Achievement as an Element of Success

A person cannot succeed in life by merely being passively good; in addition he must achieve something worth while. There was a time when a good deal of stress was placed on things that should not be done; the “thou shalt not” was considered to be the important rule of action, and the good man was thought to be the one who did nothing bad. More recently, however, while evil deeds have lost none of their hideousness, it has become more and more evident that each individual has an obligation to accomplish, something of positive good as well as to refrain from doing evil.

Compare for example a man like Thomas a. Edison who has spent a long life in developing thousands of devices that are valuable to mankind, with an individual who is equally free from sin but who accomplished nothing to make the world a better place in which to live. The value of a man like Edison to the world cannot be measured in money; he has added to the comfort of millions of people and has made it possible for them to remove part of the drudgery from life and to increase almost immeasurably the efficiency and the general well-being of the human race.

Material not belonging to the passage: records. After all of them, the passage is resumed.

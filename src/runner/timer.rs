use chrono::{DateTime, Utc};

/// The single rest countdown; at most one exists at a time.
///
/// Expiry is detected by wall-clock comparison against `started_at`, never by
/// counting ticks, so missed ticks only delay the display, not the state.
#[derive(Debug, Clone, PartialEq)]
pub struct RestTimer {
    pub exercise_id: i64,
    pub set_idx: usize,
    pub started_at: DateTime<Utc>,
    pub target_ms: i64,
    pub remaining_ms: i64,
    pub running: bool,
}

impl RestTimer {
    pub fn arm(exercise_id: i64, set_idx: usize, rest_secs: f64, now: DateTime<Utc>) -> Self {
        let target_ms = (rest_secs * 1000.0).round() as i64;
        Self {
            exercise_id,
            set_idx,
            started_at: now,
            target_ms,
            remaining_ms: target_ms,
            running: true,
        }
    }

    pub fn matches(&self, exercise_id: i64, set_idx: usize) -> bool {
        self.exercise_id == exercise_id && self.set_idx == set_idx
    }

    /// Recompute the remaining time. Returns `true` exactly once, on the tick
    /// that observes expiry while the timer is still running.
    pub fn tick(&mut self, now: DateTime<Utc>) -> bool {
        let remaining = self.target_ms - (now - self.started_at).num_milliseconds();
        if remaining <= 0 {
            self.remaining_ms = 0;
            if self.running {
                self.running = false;
                return true;
            }
            return false;
        }
        self.remaining_ms = remaining;
        false
    }
}

/// Parse a prescribed rest duration into seconds.
///
/// Accepts "mm:ss" and bare numbers with optional trailing text ("60s",
/// "90 seg", "1,5"). Empty or unparseable input means no rest.
pub fn parse_rest_seconds(rest: Option<&str>) -> f64 {
    let Some(raw) = rest else { return 0.0 };
    let raw = raw.trim();
    if raw.is_empty() {
        return 0.0;
    }

    if let Some((min, sec)) = raw.split_once(':') {
        let min: i64 = min.trim().parse().unwrap_or(0);
        let sec: i64 = sec.trim().parse().unwrap_or(0);
        return (min * 60 + sec) as f64;
    }

    // First numeric token, comma accepted as decimal separator.
    let start = match raw.find(|c: char| c.is_ascii_digit()) {
        Some(i) => i,
        None => return 0.0,
    };
    let token: String = raw[start..]
        .chars()
        .take_while(|c| c.is_ascii_digit() || *c == '.' || *c == ',')
        .map(|c| if c == ',' { '.' } else { c })
        .collect();
    token.parse().unwrap_or(0.0)
}
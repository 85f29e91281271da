use anyhow::{Context, Result};
use colored::Colorize;
use std::path::PathBuf;

use crate::{cli::ConfigCmd, types::Config};

pub fn config_path() -> Result<PathBuf> {
    dirs::config_dir()
        .map(|d| d.join("treino").join("config"))
        .context("Could not determine config directory")
}

pub async fn handle(cmd: ConfigCmd) -> Result<()> {
    let config_path = config_path()?;
    let mut cfg = Config::load(&config_path)?;

    match cmd {
        ConfigCmd::List => {
            if cfg.map.is_empty() {
                println!("{}", "(no config set)".dimmed());
            } else {
                println!("{}", "Config:".cyan().bold());
                for (k, v) in &cfg.map {
                    println!("  {} = {}", k.green(), v);
                }
            }
        }

        ConfigCmd::Get { key } => match cfg.map.get(&key) {
            Some(val) => println!("{}", val),
            None => println!("{} key `{}` not found", "warning:".yellow().bold(), key),
        },

        ConfigCmd::Set { key, val } => {
            cfg.map.insert(key.clone(), val.clone());
            cfg.save(&config_path)?;
            println!("{} set `{}` = `{}`", "info:".blue().bold(), key.green(), val);
        }

        ConfigCmd::Unset { key } => {
            if cfg.map.remove(&key).is_some() {
                cfg.save(&config_path)?;
                println!("{} removed `{}`", "info:".blue().bold(), key.green());
            } else {
                println!("{} key `{}` not found", "warning:".yellow().bold(), key);
            }
        }
    }

    Ok(())
}
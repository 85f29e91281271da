/// Session elapsed time as hh:mm:ss.
pub fn format_elapsed(ms: i64) -> String {
    let total = (ms / 1000).max(0);
    format!("{:02}:{:02}:{:02}", total / 3600, (total % 3600) / 60, total % 60)
}

/// Rest countdown as mm:ss.
pub fn format_countdown(ms: i64) -> String {
    let total = (ms / 1000).max(0);
    format!("{:02}:{:02}", total / 60, total % 60)
}

#[cfg(test)]
mod tests {
    use super::*;

    #[test]
    fn elapsed_rolls_over_hours() {
        assert_eq!(format_elapsed(0), "00:00:00");
        assert_eq!(format_elapsed(61_000), "00:01:01");
        assert_eq!(format_elapsed(3_661_000), "01:01:01");
        assert_eq!(format_elapsed(-5), "00:00:00");
    }

    #[test]
    fn countdown_clamps_at_zero() {
        assert_eq!(format_countdown(90_000), "01:30");
        assert_eq!(format_countdown(999), "00:00");
        assert_eq!(format_countdown(-1000), "00:00");
    }
}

Vocational Adjustment and Success

Success and material prosperity are by no means synonymous terms, yet the ability properly to support and educate a family is certainly an item that is very much to be desired. some individuals doubtless prosper even though they have very little ability, and others with the best equipment in ability and training may by accident be placed in unfortunate financial circumstances; yet in the great average those individuals who have the roper vocational adjustment are the ones who are able best to provide for the material needs of those who are dependent on them.

There is a tremendous waste in the world due to the fact that many of the workers have not found the vocation for which they are adapted and are not trained in the work they are doing. If each of the forty million individuals in the United States whoa re engaged in gainful occupations was doing exactly the kind of work for which he is best suited, and he had the proper training for that work, the annual addition of wealth to the nation would be almost beyond computation. If the earning capacity of each individual were increased by ten cents a day, mor e than a billion dollars would be added to the earnings of the workers each year.

It is obviously impossible completely to readjust those of mature years who are already settled in their occupations; the relief must come through the younger generation whose careers are before them. You young men of Mutual Improvement age are the ones who must make the adjustment. Each year sees an army of young men entering the industrial field as wage earners. What a blessing it would be if each of them could be so directed in this choice of vocations and in training for this work that part of the great wastage of youth could be eliminated.

SUGGESTED QUESTIONS

1. What are some of the elements of a successful life?
2. Relate some experiences you have had with successful and with unsuccessful men.
3. What are some of the paths that lead to success and to failure?
4. How is achievement related to success?
5. Discuss the way in which proper vocational adjustment may influence a person’s success in earning a living, in being a good parent, in being a good neighbor, in being a good citizen.